**Supplied material:**
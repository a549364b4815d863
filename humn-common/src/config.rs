//! Bootstrap configuration loading
//!
//! Settings are resolved in this priority order:
//! 1. Command-line arguments (applied by each binary after loading)
//! 2. Environment variables
//! 3. TOML config file
//! 4. Compiled defaults
//!
//! A missing config file is not an error: a warning is logged and the
//! compiled defaults are used.

use crate::{Error, Result};
use serde::Deserialize;
use std::path::{Path, PathBuf};
use tracing::{info, warn};

/// Default admin HTTP port
pub const DEFAULT_PORT: u16 = 5780;

/// Default admin session lifetime (24 hours)
pub const DEFAULT_SESSION_TTL_SECS: u64 = 60 * 60 * 24;

/// Public site URL; calls-to-action point here
pub const SITE_URL: &str = "https://xn--humn-7z5f.com";

/// Full configuration file layout
#[derive(Debug, Clone, Default, Deserialize)]
#[serde(default)]
pub struct TomlConfig {
    pub server: ServerConfig,
    pub admin: AdminConfig,
    pub story: StoryConfig,
    pub storage: StorageConfig,
    pub integrations: IntegrationsConfig,
    pub logging: LoggingConfig,
}

/// HTTP server settings
#[derive(Debug, Clone, Deserialize)]
#[serde(default)]
pub struct ServerConfig {
    pub port: u16,
}

impl Default for ServerConfig {
    fn default() -> Self {
        Self { port: DEFAULT_PORT }
    }
}

/// Admin credentials and policy
///
/// Login is refused outright when either credential is unset.
#[derive(Debug, Clone, Deserialize)]
#[serde(default)]
pub struct AdminConfig {
    pub email: Option<String>,
    pub password: Option<String>,
    pub session_ttl_secs: u64,
    /// Account identifiers granted admin rights in the member area
    pub allowed_ids: Vec<String>,
    /// Mark the session cookie `Secure` (HTTPS deployments)
    pub secure_cookies: bool,
}

impl Default for AdminConfig {
    fn default() -> Self {
        Self {
            email: None,
            password: None,
            session_ttl_secs: DEFAULT_SESSION_TTL_SECS,
            allowed_ids: Vec::new(),
            secure_cookies: false,
        }
    }
}

impl AdminConfig {
    /// Whether `id` is on the configured admin allow-list
    pub fn is_allowed(&self, id: &str) -> bool {
        !id.is_empty() && self.allowed_ids.iter().any(|allowed| allowed == id)
    }
}

/// Story presentation settings
#[derive(Debug, Clone, Deserialize)]
#[serde(default)]
pub struct StoryConfig {
    /// Prefix prepended to each narration audio path
    pub audio_base_url: String,
    /// Nominal length of one narration in the terminal rehearsal player
    pub rehearsal_section_secs: u64,
    /// Link used by call-to-action sections
    pub show_interest_url: String,
    /// Directory served under `/story/` by the admin service
    pub audio_dir: Option<PathBuf>,
}

impl Default for StoryConfig {
    fn default() -> Self {
        Self {
            audio_base_url: String::new(),
            rehearsal_section_secs: 20,
            show_interest_url: SITE_URL.to_string(),
            audio_dir: None,
        }
    }
}

/// Local document store settings
#[derive(Debug, Clone, Default, Deserialize)]
#[serde(default)]
pub struct StorageConfig {
    /// SQLite file; `None` resolves to the platform data directory
    pub database_path: Option<PathBuf>,
}

impl StorageConfig {
    /// Database path, falling back to the OS-dependent default
    pub fn resolved_database_path(&self) -> PathBuf {
        self.database_path
            .clone()
            .unwrap_or_else(default_database_path)
    }
}

/// Third-party API credentials
#[derive(Debug, Clone, Deserialize)]
#[serde(default)]
pub struct IntegrationsConfig {
    pub openai_api_key: Option<String>,
    pub gemini_api_key: Option<String>,
    pub resend_api_key: Option<String>,
    pub email_from: String,
    /// Contact copied on (and replying to) every welcome email
    pub email_cc: Option<String>,
}

impl Default for IntegrationsConfig {
    fn default() -> Self {
        Self {
            openai_api_key: None,
            gemini_api_key: None,
            resend_api_key: None,
            email_from: "hello@xn--humn-7z5f.com".to_string(),
            email_cc: None,
        }
    }
}

/// Logging configuration
#[derive(Debug, Clone, Deserialize)]
#[serde(default)]
pub struct LoggingConfig {
    /// Log level (trace, debug, info, warn, error)
    pub level: String,
}

impl Default for LoggingConfig {
    fn default() -> Self {
        Self {
            level: "info".to_string(),
        }
    }
}

impl TomlConfig {
    /// Parse configuration from TOML text
    pub fn parse(text: &str) -> Result<Self> {
        Ok(toml::from_str(text)?)
    }

    /// Read and parse a configuration file
    pub fn from_file(path: &Path) -> Result<Self> {
        let text = std::fs::read_to_string(path)
            .map_err(|e| Error::Config(format!("Cannot read {}: {}", path.display(), e)))?;
        Self::parse(&text)
    }

    /// Load configuration for a binary.
    ///
    /// An explicit path must exist. Without one, the platform config
    /// locations are searched; when none exists the defaults are used.
    /// Environment overrides are applied last.
    pub fn load(explicit: Option<&Path>) -> Result<Self> {
        let mut config = match explicit {
            Some(path) => {
                info!("Loading configuration from {}", path.display());
                Self::from_file(path)?
            }
            None => match find_config_file() {
                Some(path) => {
                    info!("Loading configuration from {}", path.display());
                    Self::from_file(&path)?
                }
                None => {
                    warn!("No config file found, using compiled defaults");
                    Self::default()
                }
            },
        };

        config.apply_env(|key| std::env::var(key).ok());
        Ok(config)
    }

    /// Overlay environment variables using `lookup`.
    ///
    /// Empty values are treated as unset.
    pub fn apply_env<F>(&mut self, lookup: F)
    where
        F: Fn(&str) -> Option<String>,
    {
        let get = |key: &str| lookup(key).filter(|v| !v.trim().is_empty());

        if let Some(port) = get("HUMN_PORT").and_then(|v| v.parse().ok()) {
            self.server.port = port;
        }
        if let Some(email) = get("ADMIN_EMAIL") {
            self.admin.email = Some(email);
        }
        if let Some(password) = get("ADMIN_PASSWORD") {
            self.admin.password = Some(password);
        }
        if let Some(ids) = get("HUMN_ADMIN_IDS") {
            self.admin.allowed_ids = ids
                .split(',')
                .map(|id| id.trim().to_string())
                .filter(|id| !id.is_empty())
                .collect();
        }
        if let Some(path) = get("HUMN_DATABASE") {
            self.storage.database_path = Some(PathBuf::from(path));
        }
        if let Some(key) = get("OPENAI_API_KEY") {
            self.integrations.openai_api_key = Some(key);
        }
        if let Some(key) = get("GOOGLE_GENERATIVE_AI_API_KEY") {
            self.integrations.gemini_api_key = Some(key);
        }
        if let Some(key) = get("RESEND_API_KEY") {
            self.integrations.resend_api_key = Some(key);
        }
        if let Some(level) = get("HUMN_LOG_LEVEL") {
            self.logging.level = level;
        }
    }
}

/// Search the platform config locations.
///
/// Linux: `~/.config/humn/config.toml`, then `/etc/humn/config.toml`.
/// Elsewhere: the platform config dir only.
pub fn find_config_file() -> Option<PathBuf> {
    let user_config = dirs::config_dir().map(|d| d.join("humn").join("config.toml"));
    if let Some(path) = user_config {
        if path.exists() {
            return Some(path);
        }
    }

    if cfg!(target_os = "linux") {
        let system_config = PathBuf::from("/etc/humn/config.toml");
        if system_config.exists() {
            return Some(system_config);
        }
    }

    None
}

/// OS-dependent default database location
pub fn default_database_path() -> PathBuf {
    dirs::data_local_dir()
        .map(|d| d.join("humn").join("humn.db"))
        .unwrap_or_else(|| PathBuf::from("./humn_data/humn.db"))
}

**Exercise aim:** From the records above, repeat exactly the lines from the one with "2. Environment variables" through the one with "pub struct StoryConfig", both included.

**Written reply:**
//! 2. Environment variables
//! 3. TOML config file
//! 4. Compiled defaults
//!
//! A missing config file is not an error: a warning is logged and the
//! compiled defaults are used.

use crate::{Error, Result};
use serde::Deserialize;
use std::path::{Path, PathBuf};
use tracing::{info, warn};

/// Default admin HTTP port
pub const DEFAULT_PORT: u16 = 5780;

/// Default admin session lifetime (24 hours)
pub const DEFAULT_SESSION_TTL_SECS: u64 = 60 * 60 * 24;

/// Public site URL; calls-to-action point here
pub const SITE_URL: &str = "https://xn--humn-7z5f.com";

/// Full configuration file layout
#[derive(Debug, Clone, Default, Deserialize)]
#[serde(default)]
pub struct TomlConfig {
    pub server: ServerConfig,
    pub admin: AdminConfig,
    pub story: StoryConfig,
    pub storage: StorageConfig,
    pub integrations: IntegrationsConfig,
    pub logging: LoggingConfig,
}

/// HTTP server settings
#[derive(Debug, Clone, Deserialize)]
#[serde(default)]
pub struct ServerConfig {
    pub port: u16,
}

impl Default for ServerConfig {
    fn default() -> Self {
        Self { port: DEFAULT_PORT }
    }
}

/// Admin credentials and policy
///
/// Login is refused outright when either credential is unset.
#[derive(Debug, Clone, Deserialize)]
#[serde(default)]
pub struct AdminConfig {
    pub email: Option<String>,
    pub password: Option<String>,
    pub session_ttl_secs: u64,
    /// Account identifiers granted admin rights in the member area
    pub allowed_ids: Vec<String>,
    /// Mark the session cookie `Secure` (HTTPS deployments)
    pub secure_cookies: bool,
}

impl Default for AdminConfig {
    fn default() -> Self {
        Self {
            email: None,
            password: None,
            session_ttl_secs: DEFAULT_SESSION_TTL_SECS,
            allowed_ids: Vec::new(),
            secure_cookies: false,
        }
    }
}

impl AdminConfig {
    /// Whether `id` is on the configured admin allow-list
    pub fn is_allowed(&self, id: &str) -> bool {
        !id.is_empty() && self.allowed_ids.iter().any(|allowed| allowed == id)
    }
}

/// Story presentation settings
#[derive(Debug, Clone, Deserialize)]
#[serde(default)]
pub struct StoryConfig {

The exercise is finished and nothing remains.